The highly interactive nature of the in-person portion of my course was one of the key methods I used to generate critical thought. Debates and simulations are a good way of working through these skills in the classroom. I learned that presentations were less effective, especially at the beginning, because direct criticism of poor critical thinking is often counter productive and can easily embarrass presenters in front of the rest of the class. I may have to rethink this strategy the next time around. Debates fared a little better, but this class, in particular, was not passionate about the topics. This was at odds with my experience doing exactly the same exercise with earlier classes where the debates sparked lively competition and discussion. Again, this could be a matter of class chemistry. While reshuffling groups, which I did, can mitigate the chemistry problem somewhat, in this class that issue was never really overcome. The purpose of these exercises, however, was to exercise critical thinking and questioning skills with my immediate feedback.

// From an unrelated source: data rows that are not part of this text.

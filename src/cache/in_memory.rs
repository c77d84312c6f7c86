//! InMemoryResourceCache - HashMap-backed resource cache.

use std::collections::HashMap;
use std::sync::{Arc, Mutex, RwLock};

use event_emitter_rs::EventEmitter;

use super::{CacheEntry, CacheError, CacheEvent, CacheEventKind, ResourceCache};
use crate::resource::{Resource, ResourceKey, Versioned};

/// Internal stored representation of a cache entry.
enum EntryState {
    Fresh(Vec<u8>),
    Stale(Vec<u8>),
    Pending,
    Failed(String),
}

struct StoredEntry {
    state: EntryState,
    version: u64,
}

/// In-memory resource cache backed by a HashMap.
///
/// Storage key is `"collection:id"`. Clone-friendly via Arc: clones share
/// entries and subscriptions. Subscriber callbacks are dispatched by the
/// event emitter and may run on another thread.
#[derive(Clone)]
pub struct InMemoryResourceCache {
    storage: Arc<RwLock<HashMap<String, StoredEntry>>>,
    emitter: Arc<Mutex<EventEmitter>>,
}

impl Default for InMemoryResourceCache {
    fn default() -> Self {
        Self::new()
    }
}

impl InMemoryResourceCache {
    /// Create a new empty cache.
    pub fn new() -> Self {
        Self {
            storage: Arc::new(RwLock::new(HashMap::new())),
            emitter: Arc::new(Mutex::new(EventEmitter::new())),
        }
    }

    /// Number of entries, in any state.
    pub fn len(&self) -> Result<usize, CacheError> {
        let storage = self
            .storage
            .read()
            .map_err(|_| CacheError::LockPoisoned("read"))?;
        Ok(storage.len())
    }

    pub fn is_empty(&self) -> Result<bool, CacheError> {
        Ok(self.len()? == 0)
    }

    fn notify(&self, key: &ResourceKey, kind: CacheEventKind) -> Result<(), CacheError> {
        let mut emitter = self
            .emitter
            .lock()
            .map_err(|_| CacheError::LockPoisoned("emitter"))?;
        let _ = emitter.emit(
            &key.storage_key(),
            CacheEvent {
                key: key.clone(),
                kind,
            },
        );
        Ok(())
    }

    fn set_state(&self, key: &ResourceKey, state: EntryState) -> Result<u64, CacheError> {
        let mut storage = self
            .storage
            .write()
            .map_err(|_| CacheError::LockPoisoned("write"))?;
        let storage_key = key.storage_key();
        let version = storage.get(&storage_key).map(|e| e.version).unwrap_or(0);
        storage.insert(storage_key, StoredEntry { state, version });
        Ok(version)
    }
}

impl ResourceCache for InMemoryResourceCache {
    fn get<R: Resource>(&self, id: &str) -> Result<CacheEntry<R>, CacheError> {
        let key = R::key_for(id).storage_key();
        let storage = self
            .storage
            .read()
            .map_err(|_| CacheError::LockPoisoned("read"))?;

        let Some(stored) = storage.get(&key) else {
            return Ok(CacheEntry::Missing);
        };
        let entry = match &stored.state {
            EntryState::Fresh(bytes) => CacheEntry::Fresh(Versioned {
                data: serde_json::from_slice(bytes)?,
                version: stored.version,
            }),
            EntryState::Stale(bytes) => CacheEntry::Stale(Versioned {
                data: serde_json::from_slice(bytes)?,
                version: stored.version,
            }),
            EntryState::Pending => CacheEntry::Pending,
            EntryState::Failed(message) => CacheEntry::Failed(message.clone()),
        };
        Ok(entry)
    }

    fn put<R: Resource>(&self, resource: &R) -> Result<Versioned<R>, CacheError> {
        let key = resource.key();
        let bytes = serde_json::to_vec(resource)?;

        let version = {
            let mut storage = self
                .storage
                .write()
                .map_err(|_| CacheError::LockPoisoned("write"))?;
            let storage_key = key.storage_key();
            let version = storage.get(&storage_key).map(|e| e.version + 1).unwrap_or(1);
            storage.insert(
                storage_key,
                StoredEntry {
                    state: EntryState::Fresh(bytes),
                    version,
                },
            );
            version
        };

        self.notify(&key, CacheEventKind::Updated)?;
        Ok(Versioned {
            data: resource.clone(),
            version,
        })
    }

    fn begin_fetch(&self, key: &ResourceKey) -> Result<(), CacheError> {
        self.set_state(key, EntryState::Pending)?;
        Ok(())
    }

    fn fail_fetch(&self, key: &ResourceKey, message: &str) -> Result<(), CacheError> {
        self.set_state(key, EntryState::Failed(message.to_string()))?;
        log::warn!("fetch of {} failed: {}", key, message);
        self.notify(key, CacheEventKind::Failed)
    }

    fn invalidate(&self, key: &ResourceKey) -> Result<bool, CacheError> {
        let existed = {
            let mut storage = self
                .storage
                .write()
                .map_err(|_| CacheError::LockPoisoned("write"))?;
            match storage.get_mut(&key.storage_key()) {
                Some(stored) => {
                    let state = std::mem::replace(&mut stored.state, EntryState::Pending);
                    let (state, had_snapshot) = match state {
                        EntryState::Fresh(bytes) | EntryState::Stale(bytes) => {
                            (EntryState::Stale(bytes), true)
                        }
                        other => (other, false),
                    };
                    stored.state = state;
                    had_snapshot
                }
                None => false,
            }
        };

        log::debug!("invalidated {}", key);
        self.notify(key, CacheEventKind::Invalidated)?;
        Ok(existed)
    }

    fn invalidate_collection(&self, collection: &str) -> Result<usize, CacheError> {
        let prefix = format!("{}:", collection);
        let keys: Vec<ResourceKey> = {
            let storage = self
                .storage
                .read()
                .map_err(|_| CacheError::LockPoisoned("read"))?;
            storage
                .keys()
                .filter_map(|k| k.strip_prefix(&prefix))
                .map(|id| ResourceKey::new(collection, id))
                .collect()
        };

        let mut count = 0;
        for key in keys {
            if self.invalidate(&key)? {
                count += 1;
            }
        }
        Ok(count)
    }

    fn remove(&self, key: &ResourceKey) -> Result<bool, CacheError> {
        let removed = self
            .storage
            .write()
            .map_err(|_| CacheError::LockPoisoned("write"))?
            .remove(&key.storage_key())
            .is_some();
        if removed {
            self.notify(key, CacheEventKind::Removed)?;
        }
        Ok(removed)
    }

    fn subscribe<F>(&self, key: &ResourceKey, callback: F) -> Result<String, CacheError>
    where
        F: Fn(CacheEvent) + Send + Sync + 'static,
    {
        let mut emitter = self
            .emitter
            .lock()
            .map_err(|_| CacheError::LockPoisoned("emitter"))?;
        Ok(emitter.on(&key.storage_key(), callback))
    }

    fn unsubscribe(&self, subscription: &str) -> Result<(), CacheError> {
        let mut emitter = self
            .emitter
            .lock()
            .map_err(|_| CacheError::LockPoisoned("emitter"))?;
        let _ = emitter.remove_listener(subscription);
        Ok(())
    }
}
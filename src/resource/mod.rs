//! Resources - server-owned records displayed by the client.
//!
//! A resource is immutable from the client's point of view except through a
//! successful round-trip write. Every resource lives in a collection and is
//! addressed by a [`ResourceKey`] (`collection:id`), which is also the cache key.
//!
//! ## Example
//!
//! ```ignore
//! use optimistic_rust::Resource;
//!
//! #[derive(Clone, Serialize, Deserialize, Resource)]
//! #[resource(collection = "companies")]
//! struct Company {
//!     pub id: String,
//!     pub num_followers: u32,
//! }
//!
//! let key = company.key(); // "companies:acme"
//! ```

use std::fmt;

use serde::{de::DeserializeOwned, Deserialize, Serialize};

pub use optimistic_rust_macros::Resource;

/// Trait for types fetched from the remote service and held in the cache.
pub trait Resource: Serialize + DeserializeOwned + Clone + Send + Sync + 'static {
    /// The collection name for this resource type (e.g., "posts", "companies").
    const COLLECTION: &'static str;

    /// Returns the stable identifier of this resource instance.
    fn id(&self) -> String;

    /// The cache key of this resource instance.
    fn key(&self) -> ResourceKey {
        ResourceKey::new(Self::COLLECTION, self.id())
    }

    /// Key for a resource of this type with the given id.
    fn key_for(id: &str) -> ResourceKey {
        ResourceKey::new(Self::COLLECTION, id)
    }

    /// Endpoint used to fetch a single resource.
    fn endpoint(id: &str) -> String {
        format!("/{}/{}", Self::COLLECTION, id)
    }
}

/// Stable identifier of a resource: its collection plus its id.
#[derive(Debug, Clone, PartialEq, Eq, Hash, PartialOrd, Ord, Serialize, Deserialize)]
pub struct ResourceKey {
    pub collection: String,
    pub id: String,
}

impl ResourceKey {
    pub fn new(collection: impl Into<String>, id: impl Into<String>) -> Self {
        Self {
            collection: collection.into(),
            id: id.into(),
        }
    }

    /// Storage key: `"collection:id"`.
    pub fn storage_key(&self) -> String {
        format!("{}:{}", self.collection, self.id)
    }
}

impl fmt::Display for ResourceKey {
    fn fmt(&self, f: &mut fmt::Formatter<'_>) -> fmt::Result {
        write!(f, "{}:{}", self.collection, self.id)
    }
}

/// A versioned wrapper around a cached resource snapshot.
#[derive(Debug, Clone, PartialEq)]
pub struct Versioned<T> {
    pub data: T,
    pub version: u64,
}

I was hoping that the demonstration of these skills would come out more in the Google+ postings, but these were largely disappointing in their results. Online discussion points for critical thinking represented on average less than 8 points per student which translates into less than 5% of their total earned points. Although I was gratified to see that the web pages that were the final portfolio assignment demonstrated far better mastery of critical thinking skills than the preceding exercises in the class (average of 37 points or 31% of the average grade for the assignment). Perhaps the greater latitude for reflection in the assignment, as opposed to the posting (which was ongoing), resulted in a better thought through product. Alternatively, it could have been a reflection of the cumulative nature of learning on Google+ that resulted in better work on the web pages. In order to assess what is creating this level of critical thinking, I plan on adding a second web page project to future iterations of the class to see if I can rule out one of these two possibilities.
If it isn’t clear by this point, I am firmly convinced that if higher education is in the business of selling “scarce” content in an age of Google, MOOCs, and Wikipedia, institutions of higher learning will become obsolete. If our students’ ability is confined to memorized mastery of a subject whose currency is out of date the day they graduate, they are equally doomed. I am also not naïve. I know that
99.5% of the content I provide in my class is forgotten the day after the final exam. Since it is clear that providing the answers is not really a viable option any more, we need to instead focus on teaching questioning and our effectiveness should be measured as such.
As educators, we should always strive to teach a love for learning. If students are not self-motivated in their efforts to understand the problems around them, they will never be able to the do the higher-level work demanded of college graduates. A quote from Patrick Rothfuss seems to articulate my point concisely: “It’s the questions we can’t answer that teach us the most. They teach us how to think. If you give a man an answer, all he gains is a little fact. But give him a question and he’ll look for his own answers.”
As a teacher, I cannot predict the future but I can predict with high confidence that it will be very different from the present. In a rapidly shifting world, teaching our students to question effectively should be our ultimate goal as educators. I only hope that in some small measure I’ve been able do that with my students. One of these days I hope to figure out if I’ve succeeded.